**About this exercise:** When you reach the listing, restate it word for word, leaving nothing out.

**Records provided:**

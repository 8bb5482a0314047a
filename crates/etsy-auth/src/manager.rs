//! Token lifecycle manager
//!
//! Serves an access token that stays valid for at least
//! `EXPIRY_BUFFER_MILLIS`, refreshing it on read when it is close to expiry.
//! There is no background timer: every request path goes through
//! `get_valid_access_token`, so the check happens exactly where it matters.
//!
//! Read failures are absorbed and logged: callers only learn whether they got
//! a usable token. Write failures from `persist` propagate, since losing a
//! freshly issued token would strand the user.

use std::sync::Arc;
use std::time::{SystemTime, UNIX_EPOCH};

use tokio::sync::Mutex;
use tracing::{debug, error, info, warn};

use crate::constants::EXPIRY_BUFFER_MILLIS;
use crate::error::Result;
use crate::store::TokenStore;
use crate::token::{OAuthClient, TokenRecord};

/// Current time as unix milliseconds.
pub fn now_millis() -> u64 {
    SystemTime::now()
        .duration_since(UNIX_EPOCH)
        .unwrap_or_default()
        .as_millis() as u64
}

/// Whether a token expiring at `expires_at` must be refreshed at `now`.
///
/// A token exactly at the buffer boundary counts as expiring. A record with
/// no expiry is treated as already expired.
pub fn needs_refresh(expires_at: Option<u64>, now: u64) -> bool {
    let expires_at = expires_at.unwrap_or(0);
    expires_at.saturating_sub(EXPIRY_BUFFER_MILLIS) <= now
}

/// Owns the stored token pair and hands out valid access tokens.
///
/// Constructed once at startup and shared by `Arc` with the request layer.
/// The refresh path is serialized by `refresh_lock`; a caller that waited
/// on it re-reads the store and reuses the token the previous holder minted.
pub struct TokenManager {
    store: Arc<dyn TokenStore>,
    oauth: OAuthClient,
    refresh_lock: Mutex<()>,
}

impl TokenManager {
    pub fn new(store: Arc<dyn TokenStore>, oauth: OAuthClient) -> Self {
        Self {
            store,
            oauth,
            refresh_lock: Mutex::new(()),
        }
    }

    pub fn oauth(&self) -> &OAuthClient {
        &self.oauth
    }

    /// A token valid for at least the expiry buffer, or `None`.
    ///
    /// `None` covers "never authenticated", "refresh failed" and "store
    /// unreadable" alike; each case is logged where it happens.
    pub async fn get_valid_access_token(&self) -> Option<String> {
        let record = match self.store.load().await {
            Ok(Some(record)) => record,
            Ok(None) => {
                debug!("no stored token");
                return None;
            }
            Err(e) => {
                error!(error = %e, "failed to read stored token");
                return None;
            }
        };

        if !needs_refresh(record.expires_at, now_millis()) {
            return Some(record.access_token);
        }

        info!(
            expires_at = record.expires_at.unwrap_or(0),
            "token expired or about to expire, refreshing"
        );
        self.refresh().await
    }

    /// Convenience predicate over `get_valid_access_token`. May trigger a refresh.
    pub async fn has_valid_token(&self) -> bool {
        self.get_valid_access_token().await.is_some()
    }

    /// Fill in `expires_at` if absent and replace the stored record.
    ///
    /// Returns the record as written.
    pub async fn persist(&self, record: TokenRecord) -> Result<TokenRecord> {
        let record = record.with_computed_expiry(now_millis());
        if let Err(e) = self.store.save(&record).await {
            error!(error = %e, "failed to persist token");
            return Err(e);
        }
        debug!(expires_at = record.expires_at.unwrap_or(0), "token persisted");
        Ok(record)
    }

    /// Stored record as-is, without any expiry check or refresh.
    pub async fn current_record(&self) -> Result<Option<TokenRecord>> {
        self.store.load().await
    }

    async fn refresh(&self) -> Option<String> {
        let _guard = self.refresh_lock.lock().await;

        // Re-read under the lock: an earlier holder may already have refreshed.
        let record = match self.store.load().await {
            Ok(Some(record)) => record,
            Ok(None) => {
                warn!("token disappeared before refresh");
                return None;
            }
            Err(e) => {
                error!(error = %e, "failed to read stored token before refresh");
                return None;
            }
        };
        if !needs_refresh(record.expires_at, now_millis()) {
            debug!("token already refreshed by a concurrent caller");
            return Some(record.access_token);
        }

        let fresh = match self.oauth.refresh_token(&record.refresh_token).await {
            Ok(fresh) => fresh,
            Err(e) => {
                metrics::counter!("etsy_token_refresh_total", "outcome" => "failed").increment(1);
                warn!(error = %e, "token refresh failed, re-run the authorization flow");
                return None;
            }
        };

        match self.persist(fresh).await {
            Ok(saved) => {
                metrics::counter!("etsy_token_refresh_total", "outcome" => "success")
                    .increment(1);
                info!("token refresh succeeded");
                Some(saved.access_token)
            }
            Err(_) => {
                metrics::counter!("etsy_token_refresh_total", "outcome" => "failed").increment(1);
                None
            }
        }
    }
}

**Response area:**
repository 8bb5482a0314047a
filename crates/etsy-auth/src/manager.rs
//! Token lifecycle manager
//!
//! Serves an access token that stays valid for at least
//! `EXPIRY_BUFFER_MILLIS`, refreshing it on read when it is close to expiry.
//! There is no background timer: every request path goes through
//! `get_valid_access_token`, so the check happens exactly where it matters.
//!
//! Read failures are absorbed and logged: callers only learn whether they got
//! a usable token. Write failures from `persist` propagate, since losing a
//! freshly issued token would strand the user.

use std::sync::Arc;
use std::time::{SystemTime, UNIX_EPOCH};

use tokio::sync::Mutex;
use tracing::{debug, error, info, warn};

use crate::constants::EXPIRY_BUFFER_MILLIS;
use crate::error::Result;
use crate::store::TokenStore;
use crate::token::{OAuthClient, TokenRecord};

/// Current time as unix milliseconds.
pub fn now_millis() -> u64 {
    SystemTime::now()
        .duration_since(UNIX_EPOCH)
        .unwrap_or_default()
        .as_millis() as u64
}

/// Whether a token expiring at `expires_at` must be refreshed at `now`.
///
/// A token exactly at the buffer boundary counts as expiring. A record with
/// no expiry is treated as already expired.
pub fn needs_refresh(expires_at: Option<u64>, now: u64) -> bool {
    let expires_at = expires_at.unwrap_or(0);
    expires_at.saturating_sub(EXPIRY_BUFFER_MILLIS) <= now
}

/// Owns the stored token pair and hands out valid access tokens.
///
/// Constructed once at startup and shared by `Arc` with the request layer.
/// The refresh path is serialized by `refresh_lock`; a caller that waited
/// on it re-reads the store and reuses the token the previous holder minted.
pub struct TokenManager {
    store: Arc<dyn TokenStore>,
    oauth: OAuthClient,
    refresh_lock: Mutex<()>,
}

impl TokenManager {
    pub fn new(store: Arc<dyn TokenStore>, oauth: OAuthClient) -> Self {
        Self {
            store,
            oauth,
            refresh_lock: Mutex::new(()),
        }
    }

    pub fn oauth(&self) -> &OAuthClient {
        &self.oauth
    }

    /// A token valid for at least the expiry buffer, or `None`.
    ///
    /// `None` covers "never authenticated", "refresh failed" and "store
    /// unreadable" alike; each case is logged where it happens.
    pub async fn get_valid_access_token(&self) -> Option<String> {
        let record = match self.store.load().await {
            Ok(Some(record)) => record,
            Ok(None) => {
                debug!("no stored token");
                return None;
            }
            Err(e) => {
                error!(error = %e, "failed to read stored token");
                return None;
            }
        };

        if !needs_refresh(record.expires_at, now_millis()) {
            return Some(record.access_token);
        }

        info!(
            expires_at = record.expires_at.unwrap_or(0),
            "token expired or about to expire, refreshing"
        );
        self.refresh().await
    }

    /// Convenience predicate over `get_valid_access_token`. May trigger a refresh.
    pub async fn has_valid_token(&self) -> bool {
        self.get_valid_access_token().await.is_some()
    }

    /// Fill in `expires_at` if absent and replace the stored record.
    ///
    /// Returns the record as written.
    pub async fn persist(&self, record: TokenRecord) -> Result<TokenRecord> {
        let record = record.with_computed_expiry(now_millis());
        if let Err(e) = self.store.save(&record).await {
            error!(error = %e, "failed to persist token");
            return Err(e);
        }
        debug!(expires_at = record.expires_at.unwrap_or(0), "token persisted");
        Ok(record)
    }

    /// Stored record as-is, without any expiry check or refresh.
    pub async fn current_record(&self) -> Result<Option<TokenRecord>> {
        self.store.load().await
    }

    async fn refresh(&self) -> Option<String> {
        let _guard = self.refresh_lock.lock().await;

        // Re-read under the lock: an earlier holder may already have refreshed.
        let record = match self.store.load().await {
            Ok(Some(record)) => record,
            Ok(None) => {
                warn!("token disappeared before refresh");
                return None;
            }
            Err(e) => {
                error!(error = %e, "failed to read stored token before refresh");
                return None;
            }
        };
        if !needs_refresh(record.expires_at, now_millis()) {
            debug!("token already refreshed by a concurrent caller");
            return Some(record.access_token);
        }

        let fresh = match self.oauth.refresh_token(&record.refresh_token).await {
            Ok(fresh) => fresh,
            Err(e) => {
                metrics::counter!("etsy_token_refresh_total", "outcome" => "failed").increment(1);
                warn!(error = %e, "token refresh failed, re-run the authorization flow");
                return None;
            }
        };

        match self.persist(fresh).await {
            Ok(saved) => {
                metrics::counter!("etsy_token_refresh_total", "outcome" => "success")
                    .increment(1);
                info!("token refresh succeeded");
                Some(saved.access_token)
            }
            Err(_) => {
                metrics::counter!("etsy_token_refresh_total", "outcome" => "failed").increment(1);
                None
            }
        }
    }
}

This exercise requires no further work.